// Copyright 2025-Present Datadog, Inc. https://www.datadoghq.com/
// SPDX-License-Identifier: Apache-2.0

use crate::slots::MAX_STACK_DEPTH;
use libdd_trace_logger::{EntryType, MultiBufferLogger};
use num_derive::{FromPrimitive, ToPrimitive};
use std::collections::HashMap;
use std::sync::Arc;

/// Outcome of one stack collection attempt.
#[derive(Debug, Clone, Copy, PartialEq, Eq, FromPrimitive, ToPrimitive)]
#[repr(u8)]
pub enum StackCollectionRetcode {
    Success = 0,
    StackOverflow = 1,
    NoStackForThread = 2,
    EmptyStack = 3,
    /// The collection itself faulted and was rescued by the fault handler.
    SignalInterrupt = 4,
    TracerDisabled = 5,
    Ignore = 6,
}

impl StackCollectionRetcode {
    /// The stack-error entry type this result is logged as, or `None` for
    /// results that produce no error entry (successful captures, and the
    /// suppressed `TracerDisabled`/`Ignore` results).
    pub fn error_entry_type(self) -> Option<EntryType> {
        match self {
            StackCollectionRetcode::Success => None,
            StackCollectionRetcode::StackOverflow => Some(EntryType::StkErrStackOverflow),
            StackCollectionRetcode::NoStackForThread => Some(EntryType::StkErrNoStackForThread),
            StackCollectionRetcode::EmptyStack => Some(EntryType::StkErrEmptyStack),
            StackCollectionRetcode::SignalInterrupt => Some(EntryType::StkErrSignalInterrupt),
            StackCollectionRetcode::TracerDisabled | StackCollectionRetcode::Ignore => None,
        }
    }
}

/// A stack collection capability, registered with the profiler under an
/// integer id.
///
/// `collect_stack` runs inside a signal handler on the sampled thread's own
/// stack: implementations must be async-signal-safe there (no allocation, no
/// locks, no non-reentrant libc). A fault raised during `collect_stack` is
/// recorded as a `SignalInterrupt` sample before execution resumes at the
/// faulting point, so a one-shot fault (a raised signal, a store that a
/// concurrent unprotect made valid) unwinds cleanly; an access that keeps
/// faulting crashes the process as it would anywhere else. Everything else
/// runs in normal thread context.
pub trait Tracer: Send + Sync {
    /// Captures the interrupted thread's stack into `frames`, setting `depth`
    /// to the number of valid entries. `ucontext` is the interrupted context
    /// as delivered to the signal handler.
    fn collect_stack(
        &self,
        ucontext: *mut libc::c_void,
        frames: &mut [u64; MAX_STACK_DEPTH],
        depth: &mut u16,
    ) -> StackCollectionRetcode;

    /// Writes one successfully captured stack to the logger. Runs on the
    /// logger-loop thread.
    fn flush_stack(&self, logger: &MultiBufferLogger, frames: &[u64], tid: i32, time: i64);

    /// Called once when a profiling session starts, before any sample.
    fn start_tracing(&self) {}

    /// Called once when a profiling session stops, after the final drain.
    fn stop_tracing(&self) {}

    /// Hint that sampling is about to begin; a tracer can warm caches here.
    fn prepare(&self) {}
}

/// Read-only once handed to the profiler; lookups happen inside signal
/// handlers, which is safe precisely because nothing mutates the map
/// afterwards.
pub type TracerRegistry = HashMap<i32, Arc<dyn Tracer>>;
════════════════════
WHAT YOU NEED TO DO
Check the data for the word "FromPrimitive" and pull out the lines that have it.

ANSWER SPACE
use num_derive::{FromPrimitive, ToPrimitive};
#[derive(Debug, Clone, Copy, PartialEq, Eq, FromPrimitive, ToPrimitive)]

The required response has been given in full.